[DATA FOR ANALYSIS Boundary: Start]

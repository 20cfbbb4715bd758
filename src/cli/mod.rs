//! Command-line interface.

pub mod args;
pub mod commands;
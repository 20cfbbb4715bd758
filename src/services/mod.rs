//! External collaborators: metadata probe, title lookup and hooks.

pub mod ffprobe;
pub mod hooks;
pub mod tmdb;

[DATA FOR ANALYSIS Boundary: End]

-- TASK DESCRIPTION --
Reproduce the whole listing word for word.

-- ANSWER TO THIS TASK --
repository 20cfbbb4715bd758
filename src/cli/mod.rs
//! Command-line interface.

pub mod args;
pub mod commands;
repository 20cfbbb4715bd758
filename src/services/mod.rs
//! External collaborators: metadata probe, title lookup and hooks.

pub mod ffprobe;
pub mod hooks;
pub mod tmdb;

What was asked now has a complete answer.